She could afford to be gracious; she felt superiority, scorn, and safety.
As this seeming intimacy had matured, Vernon and his partner had quitted
the dance, and were conversing apart in the recess of one of the windows,
which the newspaper readers had deserted, in the part of the room where
Sir Miles and Dalibard, still seated, were about to commence their third
game at chess. The baronet's hand ceased from the task of arranging his
pawns; his eye was upon the pair; and then, after a long and complacent
gaze, it looked round without discovering the object it sought.
"I am about to task your kindness most improperly, Monsieur Dalibard,"
said Sir Miles, with that politeness so displeasing to Ardworth, "but
will you do me the favour to move aside that fold of the screen? I wish
for a better view of our young people. Thank you very much."
Sir Miles now discovered Mainwaring, and observed that, far from
regarding with self-betraying jealousy the apparent flirtation going on
between Lucretia and her kinsman, he was engaged in animated conversation
with the chairman of the quarter sessions. Sir Miles was satisfied, and
ranged his pawns. All this time, and indeed ever since they had sat down
to play, the Provencal had been waiting, with the patience that belonged
to his character, for some observation from Sir Miles on the subject
which, his sagacity perceived, was engrossing his thoughts. There had
been about the old gentleman a fidgety restlessness which showed that
something was on his mind. His eyes had been frequently turned towards
his niece since her entrance; once or twice he had cleared his throat and
hemmed,--his usual prelude to some more important communication; and
Dalibard had heard him muttering to himself, and fancied he caught the
name of "Mainwaring." And indeed the baronet had been repeatedly on the
verge of sounding his secretary, and as often had been checked both by
pride in himself and pride for Lucretia. It seemed to him beneath his
own dignity and hers even to hint to an inferior a fear, a doubt, of the
heiress of Laughton. Olivier Dalibard could easily have led on his
patron, he could easily, if he pleased it, have dropped words to instil
suspicion and prompt question; but that was not his object,--he rather
shunned than courted any reference to himself upon the matter; for he
knew that Lucretia, if she could suppose that he, however indirectly, had
betrayed her to her uncle, would at once declare his own suit to her, and
so procure his immediate dismissal; while, aware of her powers of
dissimulation and her influence over her uncle, he feared that a single
word from her would suffice to remove all suspicion in Sir Miles, however
ingeniously implanted, and however truthfully grounded. But all the
while, under his apparent calm, his mind was busy and his passions
burning.
"Pshaw! your old play,--the bishop again," said Sir Miles, laughing, as
he moved a knight to frustrate his adversary's supposed plan; and then,
turning back, he once more contemplated the growing familiarity between
Vernon and his niece. This time he could not contain his pleasure.

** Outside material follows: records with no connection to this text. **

struct Guarded {
    state: WorkingState,
    // Bumped on every selection or clear; async completions carrying an
    // older epoch are stale.
    epoch: u64,
    encoding: Option<JoinHandle<()>>,
}

struct Shared {
    policy: UploadPolicy,
    reader: Arc<dyn PhotoReaderPort>,
    guarded: Mutex<Guarded>,
    published: watch::Sender<WorkingState>,
}

impl Shared {
    fn lock(&self) -> MutexGuard<'_, Guarded> {
        self.guarded.lock().unwrap_or_else(|poisoned| poisoned.into_inner())
    }

    fn mutate<R>(&self, f: impl FnOnce(&mut Guarded) -> R) -> R {
        let mut guarded = self.lock();
        let result = f(&mut guarded);
        self.published.send_replace(guarded.state.clone());
        result
    }

    fn complete_encoding(&self, epoch: u64, result: Result<DataUri, PhotoReadError>) {
        self.mutate(|g| {
            if g.epoch != epoch {
                debug!(epoch, current = g.epoch, "Discarding stale photo encoding");
                return;
            }
            g.encoding = None;
            match result {
                Ok(uri) => {
                    debug!(bytes = uri.as_str().len(), "Photo preview ready");
                    g.state.preview = Some(uri);
                }
                Err(err) => {
                    warn!(error = %err, "Failed to encode selected photo");
                    g.state.photo = None;
                    g.state.preview = None;
                    g.state.error = Some(SessionError::PhotoReadFailed);
                }
            }
        });
    }
}

/// Working state of one user session plus the photo ingestion pipeline.
///
/// Cheap to clone; clones share the same state.
#[derive(Clone)]
pub struct PhotoSession {
    shared: Arc<Shared>,
}

impl PhotoSession {
    pub fn new(policy: UploadPolicy, reader: Arc<dyn PhotoReaderPort>) -> Self {
        let (published, _) = watch::channel(WorkingState::default());
        Self {
            shared: Arc::new(Shared {
                policy,
                reader,
                guarded: Mutex::new(Guarded {
                    state: WorkingState::default(),
                    epoch: 0,
                    encoding: None,
                }),
                published,
            }),
        }
    }

    pub fn policy(&self) -> UploadPolicy {
        self.shared.policy
    }

    pub fn snapshot(&self) -> WorkingState {
        self.shared.lock().state.clone()
    }

    pub fn subscribe(&self) -> watch::Receiver<WorkingState> {
        self.shared.published.subscribe()
    }

    /// Selects a new file (or none).
    ///
    /// Any previous poem and error are cleared first. Rejected files clear
    /// the selection. An accepted file is retained immediately and its
    /// preview appears once background encoding finishes; an encoding
    /// still running for an earlier selection is cancelled.
    pub async fn ingest(&self, file: Option<PhotoFile>) -> IngestOutcome {
        let shared = Arc::clone(&self.shared);
        self.shared.mutate(move |g| {
            g.state.poem = None;
            g.state.error = None;
            g.epoch += 1;
            if let Some(previous) = g.encoding.take() {
                previous.abort();
            }

            let Some(file) = file else {
                g.state.photo = None;
                g.state.preview = None;
                return IngestOutcome::cleared();
            };

            if let Err(rejection) = shared.policy.validate(&file) {
                info!(
                    file = %file.name,
                    size_bytes = file.size_bytes,
                    mime = %file.mime_type,
                    reason = %rejection,
                    "Rejected photo selection"
                );
                g.state.photo = None;
                g.state.preview = None;
                g.state.error = Some(SessionError::Rejected(rejection.clone()));
                return IngestOutcome {
                    accepted: false,
                    error: Some(rejection),
                };
            }

            info!(
                file = %file.name,
                size_bytes = file.size_bytes,
                mime = %file.mime_type,
                "Accepted photo selection"
            );
            g.state.photo = Some(file.clone());
            g.state.preview = None;

            let epoch = g.epoch;
            let task_shared = Arc::clone(&shared);
            g.encoding = Some(tokio::spawn(async move {
                let result = encode(task_shared.reader.as_ref(), file).await;
                task_shared.complete_encoding(epoch, result);
            }));

            IngestOutcome {
                accepted: true,
                error: None,
            }
        })
    }

    /// Waits until the current selection either has a preview or is gone.
    pub async fn wait_for_preview(&self) -> Option<DataUri> {
        let mut rx = self.subscribe();
        let state = rx
            .wait_for(|s| s.preview.is_some() || s.photo.is_none())
            .await
            .ok()?;
        state.preview.clone()
    }

    /// Full reset of the working state. An in-flight generation keeps its
    /// busy flag until it completes, but its result is discarded.
    pub fn clear(&self) {
        self.shared.mutate(|g| {
            g.epoch += 1;
            if let Some(encoding) = g.encoding.take() {
                encoding.abort();
            }
            let busy = g.state.busy;
            g.state = WorkingState {
                busy,
                ..WorkingState::default()
            };
        });
        debug!("Cleared photo session");
    }

    /// Starts a generation round.
    ///
    /// Rejected without any state change while another round is in flight.
    /// Without a preview the user-facing error is set instead.
    pub fn begin_generation(&self) -> Result<GenerationTicket, SessionError> {
        self.shared.mutate(|g| {
            if g.state.busy {
                return Err(SessionError::Busy);
            }
            let Some(preview) = g.state.preview.clone() else {
                g.state.error = Some(SessionError::NoPhoto);
                return Err(SessionError::NoPhoto);
            };

            g.state.busy = true;
            g.state.poem = None;
            g.state.error = None;
            Ok(GenerationTicket {
                shared: Arc::clone(&self.shared),
                epoch: g.epoch,
                photo_data_uri: preview,
                finished: false,
            })
        })
    }
}

async fn encode(reader: &dyn PhotoReaderPort, file: PhotoFile) -> Result<DataUri, PhotoReadError> {
    let bytes = reader.read(&file).await?;
    let mime = file.mime_type;
    tokio::task::spawn_blocking(move || DataUri::encode(&mime, &bytes))
        .await
        .map_err(|e| PhotoReadError(format!("encoding task failed: {e}")))
}

/// An in-flight generation round.
///
/// The busy flag is released when the ticket is finished or dropped,
/// whichever comes first.
pub struct GenerationTicket {
    shared: Arc<Shared>,
    epoch: u64,
    photo_data_uri: DataUri,
    finished: bool,
}

impl GenerationTicket {
    pub fn photo_data_uri(&self) -> &DataUri {
        &self.photo_data_uri
    }

    /// Records the generated poem. Returns `false` when the selection changed
    /// meanwhile and the poem was discarded.
    pub fn succeed(mut self, poem: String) -> bool {
        self.finish(|state| state.poem = Some(poem))
    }

    /// Records a failure. Returns `false` when the selection changed
    /// meanwhile and the error was discarded.
    pub fn fail(mut self, error: SessionError) -> bool {
        self.finish(|state| {
            state.poem = None;
            state.error = Some(error);
        })
    }

    fn finish(&mut self, apply: impl FnOnce(&mut WorkingState)) -> bool {
        self.finished = true;
        let epoch = self.epoch;
        self.shared.mutate(|g| {
            g.state.busy = false;
            if g.epoch != epoch {
                debug!(epoch, current = g.epoch, "Discarding stale generation result");
                return false;
            }
            apply(&mut g.state);
            true
        })
    }
}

"Dalibard, my dear sir," he said, rubbing his hands, "look yonder: they
would make a handsome couple!"
"Who, sir?" said the Provencal, looking another way, with dogged
stupidity.
"Who? Damn it, man! Nay, pray forgive my ill manners, but I felt glad,
sir, and proud, sir. Who? Charley Vernon and Lucretia Clavering."
"Assuredly, yes. Do you think that there is a chance of so happy an
event?"
"Why, it depends only on Lucretia; I shall never force her." Here Sir
Miles stopped, for Gabriel, unperceived before, picked up his patron's
pocket-handkerchief.
Olivier Dalibard's gray eyes rested coldly on his son. "You are not
dancing to-night, my boy. Go; I like to see you amused."
The boy obeyed at once, as he always did, the paternal commands. He
found a partner, and joined a dance just begun; and in the midst of the
dance, Honore Gabriel Varney seemed a new being,--not Ardworth himself so
thoroughly entered into the enjoyment of the exercise, the lights, the
music. With brilliant eyes and dilated nostrils, he seemed prematurely
to feel all that is exciting and voluptuous in that exhilaration which to
childhood is usually so innocent. His glances followed the fairest form;
his clasp lingered in the softest hand; his voice trembled as the warm
breath of his partner came on his cheeks.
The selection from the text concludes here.